Stanford's response, per WSJ, could be written by The Onion, 

Samuel Santos Jr., associate vice provost of inclusion, community and integrative learning within the Division of Student Affairs, says the school is working to address students’ concerns about Stanford’s social atmosphere.

The party-planning process will be streamlined and more administrators will be hired to help facilitate student social life.

“We want events to be fun, inclusive and safe and those things can happen,” Mr. Santos says. “They just require collaboration and honesty.”

Maybe the problem is reflected in the fact that Stanford has an "associate vice provost of inclusion, community and integrative learning" in the first place! Streamlining the paperwork to ask mommy for permission to have a party is not the answer. And  "more administrators will be hired !" Jaw drops again. Isn't it breathtakingly obvious that the problem is too many administrators in the first place? 

***

This may seem minor. Who cares if undergraduates have fun? Well, maybe some people care if undergraduates mature into confident people, capable of organizing a party without guidance and permission from the Ministry of Parties, before they head out into the world to start the next generation of tech companies.

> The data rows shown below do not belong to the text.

// Copyright (C) 2026  winnyboy5
//
// This program is free software: you can redistribute it and/or modify
// it under the terms of the GNU Affero General Public License as published by
// the Free Software Foundation, either version 3 of the License, or
// (at your option) any later version.
//
// This program is distributed in the hope that it will be useful,
// but WITHOUT ANY WARRANTY; without even the implied warranty of
// MERCHANTABILITY or FITNESS FOR A PARTICULAR PURPOSE.  See the
// GNU Affero General Public License for more details.
//
// You should have received a copy of the GNU Affero General Public License
// along with this program.  If not, see <https://www.gnu.org/licenses/>.
//! Exporter error type.

use thiserror::Error;

/// Errors raised while configuring the exporter or submitting metrics.
///
/// Only configuration problems reach the caller of [`crate::Exporter::new`];
/// submission failures are logged by the polling loop and dropped.
#[derive(Error, Debug)]
pub enum ExportError {
    /// An exporter option is out of range
    #[error("Invalid exporter option '{field}': {reason}")]
    InvalidOption {
        /// Option name
        field: String,
        /// What is wrong with it
        reason: String,
    },

    /// The agent `host:port` cannot be parsed or resolved
    #[error("Invalid DogStatsD agent address '{address}': {reason}")]
    InvalidAgentAddress {
        /// Address as configured
        address: String,
        /// Parse or lookup failure
        reason: String,
    },

    /// Local socket setup failed
    #[error("IO error talking to the metrics agent: {0}")]
    Io(#[from] std::io::Error),

    /// The DogStatsD client rejected or failed to send a metric
    #[error("DogStatsD client error: {0}")]
    Client(#[from] cadence::MetricError),

    /// Submission after `close`
    #[error("Metric sink is closed")]
    SinkClosed,

    /// Any other sink failure
    #[error("Metric submission failed: {0}")]
    Sink(String),

    /// The exporter was created outside a tokio runtime
    #[error("No tokio runtime to run the export loop on: {0}")]
    Runtime(String),
}

impl ExportError {
    /// [`ExportError::InvalidOption`] from any string-like parts
    pub fn invalid_option(field: impl Into<String>, reason: impl Into<String>) -> Self {
        ExportError::InvalidOption {
            field: field.into(),
            reason: reason.into(),
        }
    }

    /// [`ExportError::InvalidAgentAddress`] from any string-like parts
    pub fn invalid_agent_address(address: impl Into<String>, reason: impl Into<String>) -> Self {
        ExportError::InvalidAgentAddress {
            address: address.into(),
            reason: reason.into(),
        }
    }

    /// [`ExportError::Sink`] with a message
    pub fn sink(message: impl Into<String>) -> Self {
        ExportError::Sink(message.into())
    }

    /// True for errors that should stop the process at startup.
    pub fn is_configuration(&self) -> bool {
        matches!(
            self,
            ExportError::InvalidOption { .. }
                | ExportError::InvalidAgentAddress { .. }
                | ExportError::Runtime(_)
        )
    }
}

/// Result alias for exporter operations
pub type ExportResult<T> = Result<T, ExportError>;

#[cfg(test)]
mod tests {
    use super::*;

    #[test]
    fn test_configuration_classification() {
        assert!(ExportError::invalid_option("sample_rate", "must be > 0").is_configuration());
        assert!(ExportError::invalid_agent_address("nohost:x", "bad port").is_configuration());
        assert!(!ExportError::SinkClosed.is_configuration());
        assert!(!ExportError::sink("agent unreachable").is_configuration());
    }

    #[test]
    fn test_messages() {
        let err = ExportError::invalid_agent_address("localhost:99999", "port out of range");
        assert_eq!(
            err.to_string(),
            "Invalid DogStatsD agent address 'localhost:99999': port out of range"
        );
    }
}
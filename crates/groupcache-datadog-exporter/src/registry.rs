// Copyright (C) 2026  winnyboy5
//
// This program is free software: you can redistribute it and/or modify
// it under the terms of the GNU Affero General Public License as published by
// the Free Software Foundation, either version 3 of the License, or
// (at your option) any later version.
//
// This program is distributed in the hope that it will be useful,
// but WITHOUT ANY WARRANTY; without even the implied warranty of
// MERCHANTABILITY or FITNESS FOR A PARTICULAR PURPOSE.  See the
// GNU Affero General Public License for more details.
//
// You should have received a copy of the GNU Affero General Public License
// along with this program.  If not, see <https://www.gnu.org/licenses/>.
//! Resolution of the groups polled on each export cycle.

use std::fmt;
use std::sync::Arc;

use crate::stats::StatsSource;

/// Callback listing the groups alive right now.
pub type ListGroups = Arc<dyn Fn() -> Vec<Arc<dyn StatsSource>> + Send + Sync>;

/// Set of groups to export.
///
/// A static registry captures its sources once. A dynamic registry calls back
/// into the cache on every cycle, so groups created or dropped while the
/// process runs are picked up without restarting the exporter.
#[derive(Clone)]
pub enum GroupRegistry {
    /// Fixed list of groups
    Static(Vec<Arc<dyn StatsSource>>),
    /// Groups looked up on every cycle
    Dynamic(ListGroups),
}

impl GroupRegistry {
    /// Registry over a fixed list of groups
    pub fn fixed(groups: Vec<Arc<dyn StatsSource>>) -> Self {
        GroupRegistry::Static(groups)
    }

    /// Registry that re-lists groups through `list` on every cycle
    pub fn dynamic<F>(list: F) -> Self
    where
        F: Fn() -> Vec<Arc<dyn StatsSource>> + Send + Sync + 'static,
    {
        GroupRegistry::Dynamic(Arc::new(list))
    }

    /// Groups to poll this cycle, in poll order. May be empty.
    pub fn current_groups(&self) -> Vec<Arc<dyn StatsSource>> {
        match self {
            GroupRegistry::Static(groups) => groups.clone(),
            GroupRegistry::Dynamic(list) => list(),
        }
    }
}

impl Default for GroupRegistry {
    fn default() -> Self {
        GroupRegistry::Static(Vec::new())
    }
}

impl fmt::Debug for GroupRegistry {
    fn fmt(&self, f: &mut fmt::Formatter<'_>) -> fmt::Result {
        match self {
            GroupRegistry::Static(groups) => f
                .debug_tuple("Static")
                .field(&groups.iter().map(|g| g.name()).collect::<Vec<_>>())
                .finish(),
            GroupRegistry::Dynamic(_) => f.write_str("Dynamic(..)"),
        }
    }
}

Or, more likely take jobs as deputy directors of "inclusion, community and integrative learning" at the newly sclerotic old tech companies. 

I hope, however, that Stanford's alumni will wake up and take notice. They are a key constituency for an institution that lives off their generous donations. The loss of academic freedom and free speech doesn't seem to bother them much, even when taken to the ridiculous such as the guide to acceptable words. The imposition of far-left politics under the "IDEAL" banner hasn't woken them up. 

But they give money in memory of the great time they had as undergraduates -- and the experiences that made their lifelong friends, molded their personalities, and were core foundations of their current success and personal happiness. Perhaps news that these core fond memories have gone up in smoke will catalyze them. 

Or, perhaps, universities are now more searching for a few billion dollar donors rather than regular checks from loyal alumni. $1.6 billion = 16,000,000 $100 checks. Inescapable math. But such donors want more public and political causes. 

***

Update:

Thanks for many comments and emails. 

I feel for the administrators, really. What do you do if you are provost and a big frat party has gotten out of hand? Well, the big university disciplinary machinery steps in and  write rules of engagement for the drunken bacchanalia. In the face of the title 9 and DEI bureaucrats, and their kangaroo-court procedures, this ends inevitably exactly where we are. 

I think the answer lies crucially here: Nothing. The price of self-organization is responsibility. Call the cops. If the frat gets sued, the frat gets sued. Rewrite the ground lease so that the frat is an independent organization. By having rules and disciplinary procedures, the university also protects the frat from its full responsibility. Maybe not, but somehow, the university has to separate itself from detailed frat management.